CO, which is the major off-gas for the reduction of NiO, showed a sharp increase within three minutes in the hot zone and can be attributed to the reduction reaction depicted in reaction 2. CO generation during the reduction reactions can also be attributed to the Boudouard reaction (reaction 5). It is seen from FIGS. 10 (b) and (d) that the volume of CO using both plastics does not attain zero, and there is still some release happening which indicates progress of the reduction reaction.

Overall reduction percentage was measured (as shown in FIG. 11 (a)) using the weight loss by quantifying off gas (total oxygen coming from CO and CO₂), following IR as a function of time (Equation 1). Reduction reactions that occurred when the pellet was placed in the zone were considered for this reduction percentage calculation based on oxygen loss. However, the loss of oxygen which combines with hydrogen to produce water vapour was not considered during this reduction percentage calculation. A higher slope of the reduction extent curve for base plastic may be attributed to the higher amount of generated gas for NiO reduction. It is observed that when the reaction reaches the 8 minute mark, reduction appears to be more than 90% complete.

This inference is apparent when referring to FIG. 11 (b), which reports about the total volume of oxygen (in moles) released over time (0 to 15 minutes) when reduction was carried out using base and outershell plastics in the hot zone. The oxygen release profile had started dropping right past 2 minutes and attains linearity after 8 minutes of reduction.

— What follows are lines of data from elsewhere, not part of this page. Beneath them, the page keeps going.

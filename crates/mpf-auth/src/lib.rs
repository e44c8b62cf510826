//! App registration and the OAuth-shaped signup flows.
//!
//! One app registration per (server, scopes, redirect) tuple, cached in the
//! store and shared by every user authenticating against that tuple.

use mpf_db::{
    account_for_upstream, app_registration, create_account, create_user, set_account_state,
    set_app_registration, user_state, Store,
};
use mpf_mastodon::MastodonClient;
use mpf_schemas::{AppRegState, Error, Result, UserInfo};
use sha2::{Digest, Sha256};
use tracing::info;

/// Scopes requested from upstream servers.
pub const SCOPES: &str = "read write:favourites";

/// Out-of-band redirect: the user copies the auth code manually.
pub const REDIRECT_OOB: &str = "urn:ietf:wg:oauth:2.0:oob";

/// Cache key for an app registration.
pub fn app_reg_key(server_addr: &str, scopes: &str, redirect_uri: &str) -> String {
    let mut hasher = Sha256::new();
    hasher.update(server_addr.as_bytes());
    hasher.update(b"|");
    hasher.update(scopes.as_bytes());
    hasher.update(b"|");
    hasher.update(redirect_uri.as_bytes());
    hex::encode(hasher.finalize())
}

fn validate_server_addr(server_addr: &str) -> Result<()> {
    if server_addr.starts_with("http://") || server_addr.starts_with("https://") {
        Ok(())
    } else {
        Err(Error::InvalidArgument(format!(
            "server address '{server_addr}' must start with http:// or https://"
        )))
    }
}

fn query_escape(s: &str) -> String {
    // Only the characters that actually occur in our scope/redirect strings
    // need escaping.
    s.replace(' ', "%20").replace(':', "%3A").replace('/', "%2F")
}

/// Get-or-create the app registration for a server. A cache hit makes no
/// network call.
pub async fn register_app(
    store: &Store,
    client: &dyn MastodonClient,
    server_addr: &str,
) -> Result<AppRegState> {
    let key = app_reg_key(server_addr, SCOPES, REDIRECT_OOB);

    {
        let mut conn = store.read().await?;
        if let Some(reg) = app_registration(conn.as_mut(), &key).await? {
            return Ok(reg);
        }
    }

    let registered = client.register_app(server_addr, SCOPES, REDIRECT_OOB).await?;
    let reg = AppRegState {
        key: key.clone(),
        server_addr: server_addr.to_string(),
        scopes: SCOPES.to_string(),
        redirect_uri: REDIRECT_OOB.to_string(),
        client_id: registered.client_id.clone(),
        client_secret: registered.client_secret,
        auth_uri: format!(
            "{}/oauth/authorize?response_type=code&client_id={}&redirect_uri={}&scope={}",
            server_addr.trim_end_matches('/'),
            query_escape(&registered.client_id),
            query_escape(REDIRECT_OOB),
            query_escape(SCOPES),
        ),
    };

    let mut txn = store.begin().await?;
    set_app_registration(txn.conn(), &reg).await?;
    txn.commit().await?;
    info!(server = server_addr, "registered app upstream");
    Ok(reg)
}

#[derive(Debug, Clone, PartialEq, Eq)]
pub struct AuthorizeOutcome {
    /// Upstream authorization URL the frontend sends the user to.
    pub authorize_addr: String,
    /// True when the redirect is out-of-band (manual code copy).
    pub out_of_band: bool,
}

/// Validate the request and return the upstream authorization URL, ensuring
/// a registration exists for the server.
pub async fn authorize(
    store: &Store,
    client: &dyn MastodonClient,
    server_addr: &str,
    invite_code: Option<&str>,
    required_invite_code: Option<&str>,
) -> Result<AuthorizeOutcome> {
    validate_server_addr(server_addr)?;
    check_invite(invite_code, required_invite_code)?;

    let reg = register_app(store, client, server_addr).await?;
    Ok(AuthorizeOutcome {
        authorize_addr: reg.auth_uri,
        out_of_band: reg.redirect_uri == REDIRECT_OOB,
    })
}

fn check_invite(given: Option<&str>, required: Option<&str>) -> Result<()> {
    match required {
        None => Ok(()),
        Some(required) => match given {
            Some(given) if given == required => Ok(()),
            _ => Err(Error::PermissionDenied("invite code required".to_string())),
        },
    }
}

/// Exchange an auth code for an access token, resolve the upstream account,
/// and create or attach the local user.
pub async fn token(
    store: &Store,
    client: &dyn MastodonClient,
    server_addr: &str,
    auth_code: &str,
) -> Result<UserInfo> {
    validate_server_addr(server_addr)?;
    if auth_code.is_empty() {
        return Err(Error::InvalidArgument("empty auth code".to_string()));
    }

    let reg = register_app(store, client, server_addr).await?;
    let access_token = client
        .obtain_token(
            server_addr,
            &reg.client_id,
            &reg.client_secret,
            &reg.redirect_uri,
            auth_code,
        )
        .await?;
    let upstream = client.verify_credentials(server_addr, &access_token).await?;

    let mut txn = store.begin().await?;
    let user = match account_for_upstream(txn.conn(), server_addr, &upstream.id).await? {
        Some(mut account) => {
            account.access_token = access_token;
            account.username = upstream.username.clone();
            set_account_state(txn.conn(), &account).await?;
            user_state(txn.conn(), account.uid).await?
        }
        None => {
            let user = create_user(txn.conn()).await?;
            create_account(
                txn.conn(),
                user.uid,
                server_addr,
                &upstream.id,
                &upstream.username,
                &access_token,
            )
            .await?;
            info!(uid = user.uid, username = %upstream.username, "created user");
            user
        }
    };
    txn.commit().await?;

    Ok(UserInfo::for_user(user))
}
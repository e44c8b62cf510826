//! Upstream Mastodon payload types.
//!
//! Only the fields the stream engine actually reads are modeled; everything
//! else rides along in the flattened `extra` map so a stored payload
//! round-trips through deserialize/serialize without losing data.

use chrono::{DateTime, Utc};
use serde::{Deserialize, Serialize};

/// A status as returned by the upstream server.
#[derive(Debug, Clone, PartialEq, Serialize, Deserialize)]
pub struct Status {
    pub id: String,
    pub created_at: DateTime<Utc>,
    #[serde(default)]
    pub content: String,
    #[serde(default, skip_serializing_if = "Option::is_none")]
    pub in_reply_to_id: Option<String>,
    #[serde(default, skip_serializing_if = "Option::is_none")]
    pub reblog: Option<Box<Status>>,
    #[serde(default)]
    pub tags: Vec<Tag>,
    #[serde(default, skip_serializing_if = "Option::is_none")]
    pub favourited: Option<bool>,
    #[serde(flatten)]
    pub extra: serde_json::Map<String, serde_json::Value>,
}

impl Status {
    /// The status whose content/tags are subject to filtering: the reblogged
    /// status when this is a boost, otherwise the status itself.
    pub fn unwrapped(&self) -> &Status {
        match &self.reblog {
            Some(inner) => inner,
            None => self,
        }
    }

    /// Upstream id of the reblogged status, if this is a boost.
    pub fn reblog_id(&self) -> Option<&str> {
        self.reblog.as_ref().map(|s| s.id.as_str())
    }
}

#[derive(Debug, Clone, PartialEq, Serialize, Deserialize)]
pub struct Tag {
    pub name: String,
    #[serde(flatten)]
    pub extra: serde_json::Map<String, serde_json::Value>,
}

/// A server-side filter as returned by `/api/v1/filters`.
#[derive(Debug, Clone, PartialEq, Serialize, Deserialize)]
pub struct Filter {
    pub id: String,
    pub phrase: String,
    #[serde(default)]
    pub context: Vec<String>,
    #[serde(flatten)]
    pub extra: serde_json::Map<String, serde_json::Value>,
}

/// The account record returned by `verify_credentials`.
#[derive(Debug, Clone, PartialEq, Serialize, Deserialize)]
pub struct MastodonAccount {
    pub id: String,
    pub username: String,
    #[serde(default)]
    pub display_name: String,
    #[serde(flatten)]
    pub extra: serde_json::Map<String, serde_json::Value>,
}

/// A timeline read marker (`/api/v1/markers`).
#[derive(Debug, Clone, PartialEq, Serialize, Deserialize)]
pub struct Marker {
    pub last_read_id: String,
    #[serde(flatten)]
    pub extra: serde_json::Map<String, serde_json::Value>,
}

#[derive(Debug, Clone, PartialEq, Serialize, Deserialize)]
pub struct Notification {
    pub id: String,
    #[serde(default)]
    pub r#type: String,
    #[serde(flatten)]
    pub extra: serde_json::Map<String, serde_json::Value>,
}
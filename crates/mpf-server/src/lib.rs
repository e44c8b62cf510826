//! mastopoof RPC daemon.
//!
//! The router and handlers live in `routes`; shared state in `state`;
//! request/response bodies in `api_types`. [`serve`] wires middleware and
//! runs the HTTP server; the CLI owns process setup (tracing, env, store).

use std::net::SocketAddr;
use std::sync::Arc;

use anyhow::Context;
use axum::http::{HeaderValue, Method};
use tower_http::{
    cors::CorsLayer,
    trace::{DefaultMakeSpan, DefaultOnResponse, TraceLayer},
};
use tracing::{info, Level};

pub mod api_types;
pub mod routes;
pub mod state;

pub use state::AppState;

pub async fn serve(state: Arc<AppState>, addr: SocketAddr) -> anyhow::Result<()> {
    let app = routes::build_router(Arc::clone(&state))
        .layer(
            TraceLayer::new_for_http()
                .make_span_with(DefaultMakeSpan::new().level(Level::INFO))
                .on_response(DefaultOnResponse::new().level(Level::INFO)),
        )
        .layer(cors_localhost_only());

    info!("mastopoof listening on http://{}", addr);
    axum::serve(tokio::net::TcpListener::bind(addr).await?, app)
        .await
        .context("server crashed")?;
    Ok(())
}

/// CORS: allow only localhost origins; the frontend is served from the same
/// host in production.
fn cors_localhost_only() -> CorsLayer {
    let allowed_origins = [
        "http://localhost",
        "http://127.0.0.1",
        "http://localhost:5173",
        "http://127.0.0.1:5173",
    ];

    let origins: Vec<HeaderValue> = allowed_origins
        .iter()
        .filter_map(|o| HeaderValue::from_str(o).ok())
        .collect();

    CorsLayer::new()
        .allow_origin(origins)
        .allow_methods([Method::GET, Method::POST])
        .allow_headers(tower_http::cors::Any)
}
//! Background fetch loop: one long-lived task per active stream.
//!
//! The loop wakes on a fuzzed interval, an explicit trigger, or shutdown.
//! Trigger waiters are snapshotted before the next ingest call and notified
//! exactly when that call returns; triggers arriving while an ingest is in
//! flight are coalesced into the next iteration rather than lost.

use std::sync::atomic::{AtomicBool, Ordering};
use std::sync::Arc;
use std::time::Duration;

use mpf_db::Store;
use mpf_mastodon::MastodonClient;
use mpf_schemas::{Error, Result};
use rand::Rng;
use tokio::sync::{mpsc, oneshot, watch};
use tokio::task::JoinHandle;
use tracing::{debug, info, warn};

#[derive(Debug, Clone)]
pub struct FetcherConfig {
    /// Base wake interval; each sleep is fuzzed by ±10 %.
    pub interval: Duration,
    /// Ingest rounds per wake-up, to drain a paginated backlog.
    pub max_rounds: usize,
    /// Page budget handed to each ingest call.
    pub max_batches: usize,
}

impl Default for FetcherConfig {
    fn default() -> Self {
        Self {
            interval: Duration::from_secs(60),
            max_rounds: 10,
            max_batches: mpf_ingest::DEFAULT_MAX_BATCHES,
        }
    }
}

type Waiter = oneshot::Sender<()>;

/// Handle to a running fetch loop.
pub struct FetcherHandle {
    trigger_tx: mpsc::UnboundedSender<Waiter>,
    fetching: Arc<AtomicBool>,
    shutdown_tx: watch::Sender<bool>,
    join: JoinHandle<()>,
}

impl FetcherHandle {
    /// Whether an ingest pass is currently in flight.
    pub fn is_fetching(&self) -> bool {
        self.fetching.load(Ordering::Relaxed)
    }

    /// Request a fetch without waiting for it.
    pub fn trigger(&self) {
        let (tx, _rx) = oneshot::channel();
        let _ = self.trigger_tx.send(tx);
    }

    /// Request a fetch and wait until the ingest call issued after this
    /// trigger has returned.
    pub async fn trigger_and_wait(&self) -> Result<()> {
        let (tx, rx) = oneshot::channel();
        self.trigger_tx
            .send(tx)
            .map_err(|_| Error::Internal("fetcher is gone".to_string()))?;
        rx.await
            .map_err(|_| Error::Internal("fetcher dropped the trigger".to_string()))
    }

    /// Stop the loop. The in-flight ingest round (if any) finishes first;
    /// no transaction is held across the exit.
    pub async fn shutdown(self) {
        let _ = self.shutdown_tx.send(true);
        let _ = self.join.await;
    }
}

/// Spawn the fetch loop for one stream.
pub fn spawn(
    store: Arc<Store>,
    client: Arc<dyn MastodonClient>,
    stid: i64,
    config: FetcherConfig,
) -> FetcherHandle {
    let (trigger_tx, trigger_rx) = mpsc::unbounded_channel();
    let (shutdown_tx, shutdown_rx) = watch::channel(false);
    let fetching = Arc::new(AtomicBool::new(false));

    let flag = Arc::clone(&fetching);
    let join = tokio::spawn(async move {
        run_loop(store, client, stid, config, trigger_rx, shutdown_rx, flag).await;
    });

    FetcherHandle {
        trigger_tx,
        fetching,
        shutdown_tx,
        join,
    }
}

fn fuzzed(interval: Duration) -> Duration {
    let factor = rand::thread_rng().gen_range(0.9..=1.1);
    interval.mul_f64(factor)
}

async fn run_loop(
    store: Arc<Store>,
    client: Arc<dyn MastodonClient>,
    stid: i64,
    config: FetcherConfig,
    mut trigger_rx: mpsc::UnboundedReceiver<Waiter>,
    mut shutdown_rx: watch::Receiver<bool>,
    fetching: Arc<AtomicBool>,
) {
    info!(stid, "fetcher started");
    loop {
        let mut waiters: Vec<Waiter> = Vec::new();
        tokio::select! {
            _ = tokio::time::sleep(fuzzed(config.interval)) => {}
            w = trigger_rx.recv() => match w {
                Some(w) => waiters.push(w),
                None => break,
            },
            _ = shutdown_rx.changed() => break,
        }
        // Snapshot every trigger issued before the ingest call below; later
        // arrivals coalesce into the next iteration.
        while let Ok(w) = trigger_rx.try_recv() {
            waiters.push(w);
        }

        fetching.store(true, Ordering::Relaxed);
        run_rounds(&store, client.as_ref(), stid, &config, waiters, &shutdown_rx).await;
        fetching.store(false, Ordering::Relaxed);

        if *shutdown_rx.borrow() {
            break;
        }
    }
    info!(stid, "fetcher stopped");
}

async fn run_rounds(
    store: &Store,
    client: &dyn MastodonClient,
    stid: i64,
    config: &FetcherConfig,
    waiters: Vec<Waiter>,
    shutdown_rx: &watch::Receiver<bool>,
) {
    let mut waiters = Some(waiters);
    for round in 0..config.max_rounds {
        let result = mpf_ingest::ingest_home(store, client, stid, config.max_batches).await;

        // The first ingest call of this wake-up is the one the snapshotted
        // waiters were promised.
        if let Some(ws) = waiters.take() {
            for w in ws {
                let _ = w.send(());
            }
        }

        match result {
            Ok(stats) => {
                debug!(stid, round, fetched = stats.fetched, "ingest round");
                if stats.fetched == 0 {
                    break;
                }
            }
            Err(e) => {
                // Transient upstream failures retry at the next tick.
                warn!(stid, error = %e, "ingest round failed");
                break;
            }
        }
        if *shutdown_rx.borrow() {
            return;
        }
    }

    if let Err(e) = mpf_ingest::update_notifications(store, client, stid).await {
        warn!(stid, error = %e, "notification refresh failed");
    }
}
//! The stream engine: triage from the pool into positioned slots, list
//! windows in both directions, and the read cursor.
//!
//! Every function here expects to run on a connection with an open write
//! transaction when it mutates (the caller owns commit/rollback), so a list
//! call that drains the pool observes and produces a self-consistent window
//! even while a fetcher appends concurrently.

use chrono::{DateTime, Utc};
use mpf_db::{set_stream_state, stream_state};
use mpf_schemas::mastodon::Status;
use mpf_schemas::{Error, ReadMode, Result, StatusMeta, StreamState, StreamStatusState};
use sqlx::SqliteConnection;
use tracing::info;

/// One positioned item as served to the RPC layer.
#[derive(Debug, Clone)]
pub struct StreamItem {
    pub position: i64,
    pub sid: i64,
    pub asid: i64,
    pub status: Status,
    pub meta: StatusMeta,
    pub state: StreamStatusState,
}

#[derive(Debug)]
struct PoolRow {
    sid: i64,
    asid: i64,
    status: Status,
    meta: StatusMeta,
    state: StreamStatusState,
    created_at: DateTime<Utc>,
}

async fn load_pool(conn: &mut SqliteConnection, stid: i64) -> Result<Vec<PoolRow>> {
    let rows: Vec<(i64, i64, String, String, String)> = sqlx::query_as(
        "SELECT sc.sid, s.asid, s.status, s.status_meta, sc.stream_status_state
         FROM streamcontent sc JOIN statuses s ON s.sid = sc.sid
         WHERE sc.stid = ? AND sc.position IS NULL",
    )
    .bind(stid)
    .fetch_all(&mut *conn)
    .await?;

    let mut out = Vec::with_capacity(rows.len());
    for (sid, asid, status, meta, state) in rows {
        let status: Status = serde_json::from_str(&status)?;
        let created_at = status.created_at;
        out.push(PoolRow {
            sid,
            asid,
            status,
            meta: serde_json::from_str(&meta)?,
            state: serde_json::from_str(&state)?,
            created_at,
        });
    }
    Ok(out)
}

// ---------------------------------------------------------------------------
// Triage
// ---------------------------------------------------------------------------

/// Move one pool row into the stream at the next position.
///
/// Ordering policy: earliest upstream creation time wins; ties break to the
/// lower sid. Returns `None` when the pool is empty (and resyncs
/// `remaining` to 0 in that case).
pub async fn pick_next(conn: &mut SqliteConnection, stid: i64) -> Result<Option<StreamItem>> {
    let mut stream = stream_state(conn, stid).await?;
    let pool = load_pool(conn, stid).await?;

    let Some(best) = pool
        .iter()
        .min_by(|a, b| (a.created_at, a.sid).cmp(&(b.created_at, b.sid)))
    else {
        if stream.remaining != 0 {
            stream.remaining = 0;
            set_stream_state(conn, &stream).await?;
        }
        return Ok(None);
    };

    stream.last_position += 1;
    let position = stream.last_position;
    if stream.first_position == 0 {
        stream.first_position = position;
    }
    stream.remaining = pool.len() as i64 - 1;

    let res = sqlx::query(
        "UPDATE streamcontent SET position = ?
         WHERE stid = ? AND sid = ? AND position IS NULL",
    )
    .bind(position)
    .bind(stid)
    .bind(best.sid)
    .execute(&mut *conn)
    .await?;
    if res.rows_affected() != 1 {
        return Err(Error::Internal(format!(
            "triage of status sid={} in stream {stid} updated {} rows",
            best.sid,
            res.rows_affected()
        )));
    }

    set_stream_state(conn, &stream).await?;
    Ok(Some(StreamItem {
        position,
        sid: best.sid,
        asid: best.asid,
        status: best.status.clone(),
        meta: best.meta.clone(),
        state: best.state.clone(),
    }))
}

// ---------------------------------------------------------------------------
// Listing
// ---------------------------------------------------------------------------

async fn positioned_rows(
    conn: &mut SqliteConnection,
    stid: i64,
    where_clause: &str,
    ref_position: i64,
    limit: i64,
    descending: bool,
) -> Result<Vec<StreamItem>> {
    let order = if descending { "DESC" } else { "ASC" };
    let sql = format!(
        "SELECT sc.position, sc.sid, s.asid, s.status, s.status_meta, sc.stream_status_state
         FROM streamcontent sc JOIN statuses s ON s.sid = sc.sid
         WHERE sc.stid = ? AND {where_clause}
         ORDER BY sc.position {order} LIMIT ?"
    );
    let rows: Vec<(i64, i64, i64, String, String, String)> = sqlx::query_as(&sql)
        .bind(stid)
        .bind(ref_position)
        .bind(limit)
        .fetch_all(&mut *conn)
        .await?;

    let mut out = Vec::with_capacity(rows.len());
    for (position, sid, asid, status, meta, state) in rows {
        out.push(StreamItem {
            position,
            sid,
            asid,
            status: serde_json::from_str(&status)?,
            meta: serde_json::from_str(&meta)?,
            state: serde_json::from_str(&state)?,
        });
    }
    Ok(out)
}

/// List up to `list_count` items with positions after `ref_position`,
/// triaging from the pool to fill the window.
///
/// With `is_initial`, `ref_position` is overridden by the stream's read
/// cursor; otherwise it must name an existing position (or 0 on an empty
/// stream). Items return in ascending position order, together with the
/// stream state as of the end of the call.
pub async fn list_forward(
    conn: &mut SqliteConnection,
    stid: i64,
    ref_position: i64,
    is_initial: bool,
    list_count: i64,
) -> Result<(Vec<StreamItem>, StreamState)> {
    let stream = stream_state(conn, stid).await?;

    let ref_position = if is_initial {
        stream.last_read
    } else {
        // An empty stream only accepts 0; otherwise the reference must name
        // an existing position.
        let valid = if stream.last_position == 0 {
            ref_position == 0
        } else {
            ref_position >= stream.first_position && ref_position <= stream.last_position
        };
        if !valid {
            return Err(Error::InvalidArgument(format!(
                "position {ref_position} does not exist in stream {stid}"
            )));
        }
        ref_position
    };

    let mut items =
        positioned_rows(conn, stid, "sc.position > ?", ref_position, list_count, false).await?;

    // Fill the window from the pool.
    while (items.len() as i64) < list_count {
        match pick_next(conn, stid).await? {
            Some(item) => items.push(item),
            None => break,
        }
    }

    let stream = stream_state(conn, stid).await?;
    Ok((items, stream))
}

/// List up to `list_count` items strictly before `ref_position`, returned in
/// ascending order. Backward never triages from the pool.
pub async fn list_backward(
    conn: &mut SqliteConnection,
    stid: i64,
    ref_position: i64,
    list_count: i64,
) -> Result<(Vec<StreamItem>, StreamState)> {
    let stream = stream_state(conn, stid).await?;

    if ref_position < 1 || stream.last_position == 0 {
        return Err(Error::InvalidArgument(format!(
            "position {ref_position} does not exist in stream {stid}"
        )));
    }
    if ref_position < stream.first_position || ref_position > stream.last_position {
        return Err(Error::InvalidArgument(format!(
            "position {ref_position} does not exist in stream {stid}"
        )));
    }

    let mut items =
        positioned_rows(conn, stid, "sc.position < ?", ref_position, list_count, true).await?;
    items.reverse();
    Ok((items, stream))
}

// ---------------------------------------------------------------------------
// Read cursor
// ---------------------------------------------------------------------------

/// Move the read cursor. ADVANCE never regresses; ABSOLUTE sets the clamped
/// value unconditionally. Both are idempotent.
pub async fn set_read(
    conn: &mut SqliteConnection,
    stid: i64,
    position: i64,
    mode: ReadMode,
) -> Result<StreamState> {
    let mut stream = stream_state(conn, stid).await?;
    let clamped = position.clamp(0, stream.last_position);
    stream.last_read = match mode {
        ReadMode::Advance => stream.last_read.max(clamped),
        ReadMode::Absolute => clamped,
    };
    set_stream_state(conn, &stream).await?;
    Ok(stream)
}

// ---------------------------------------------------------------------------
// Repairs
// ---------------------------------------------------------------------------

/// Drop all but the lowest-positioned row when a status appears at several
/// positions of the same stream. Earlier schema versions permitted this
/// drift; under current invariants this deletes nothing.
pub async fn fix_duplicate_statuses(conn: &mut SqliteConnection, stid: i64) -> Result<u64> {
    let res = sqlx::query(
        "DELETE FROM streamcontent
         WHERE stid = ?1 AND position IS NOT NULL AND EXISTS (
           SELECT 1 FROM streamcontent b
           WHERE b.stid = streamcontent.stid AND b.sid = streamcontent.sid
             AND b.position IS NOT NULL AND b.position < streamcontent.position
         )",
    )
    .bind(stid)
    .execute(&mut *conn)
    .await?;
    let deleted = res.rows_affected();
    if deleted > 0 {
        info!(stid, deleted, "removed duplicate stream rows");
    }
    Ok(deleted)
}

/// Delete rows whose status belongs to an account of a different user than
/// the stream's owner.
pub async fn fix_cross_statuses(conn: &mut SqliteConnection, stid: i64) -> Result<u64> {
    let stream = stream_state(conn, stid).await?;
    let res = sqlx::query(
        "DELETE FROM streamcontent
         WHERE stid = ?1 AND sid IN (
           SELECT s.sid FROM statuses s
           WHERE s.asid NOT IN (SELECT asid FROM accountstate WHERE uid = ?2)
         )",
    )
    .bind(stid)
    .bind(stream.uid)
    .execute(&mut *conn)
    .await?;
    let deleted = res.rows_affected();
    if deleted > 0 {
        info!(stid, deleted, "removed cross-account stream rows");
    }
    Ok(deleted)
}

/// Derive the stream counters from the streamcontent table. Pure read: the
/// caller decides whether to persist the returned record.
pub async fn recompute_stream_state(
    conn: &mut SqliteConnection,
    stid: i64,
) -> Result<StreamState> {
    let mut stream = stream_state(conn, stid).await?;

    let (min_pos, max_pos): (Option<i64>, Option<i64>) = sqlx::query_as(
        "SELECT MIN(position), MAX(position) FROM streamcontent
         WHERE stid = ? AND position IS NOT NULL",
    )
    .bind(stid)
    .fetch_one(&mut *conn)
    .await?;

    let remaining: i64 = sqlx::query_scalar(
        "SELECT count(*) FROM streamcontent WHERE stid = ? AND position IS NULL",
    )
    .bind(stid)
    .fetch_one(&mut *conn)
    .await?;

    stream.first_position = min_pos.unwrap_or(0);
    stream.last_position = max_pos.unwrap_or(0);
    stream.remaining = remaining;
    stream.last_read = stream.last_read.clamp(0, stream.last_position);
    Ok(stream)
}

The reduction percentage calculation was performed by weighing the product metal samples and slag obtained. It was noted that as the feed material was subjected to reduction, right from the time it was placed in the cold zone to completion of reduction in the hot zone, the resultant product obtained is as a result of all gases (H₂, CO, CH₄ and CO₂) participating in the reduction. Initially, the estimated amount of metals (nickel and cobalt: W, =0.51 g)) present in the treated positive electrode (0.9 g) was calculated using ICP-OES results, taking an average of 3 analyses. With the approximate weight percentage of metals present as calculated by ICP-OES, and also by weighing the actual metal droplets recovered, there is a possibility of errors in the weighed values. Post reduction, the metal droplets were separated from the slag and weighed for varying reduction times. Due to the absence of metallic droplets in the initial 2 minutes of the reaction in the furnace, the product is not considered for the mass balance. An average of 3 product metal weights (W_t) was considered before calculating the % recovery, using the equation given below. The weight of metal (in and out) before and after reduction is shown in Tables 2 (a) and (b) with reduction % calculation. Comparing the reduction percentage in FIG. 11(a), the calculated percentage recovery achieved at 4 and 6 minutes varies (60-70% reduction achieved by calculating the loss of oxygen carried by CO and CO₂ whereas >80% reduction achieved by considering the additional reduction due to H₂ along with CO and CO₂) due to the fact that reduction taking place as a consequence of hydrogen not being considered while arriving at the reduction percentage through oxygen loss. However, when the reduction reaches 8-10 minutes, it appears to be in agreement with the results in FIG. 11 where outershell plastic shows a higher percentage reduction (˜97%) compared to base plastic (˜93%) which is in alignment with the reduction percentage values obtained at 8 minutes as in Table 2 (a) and (b) (outershell plastic shows 96.1% reduction whereas base plastic shows 94.1% reduction).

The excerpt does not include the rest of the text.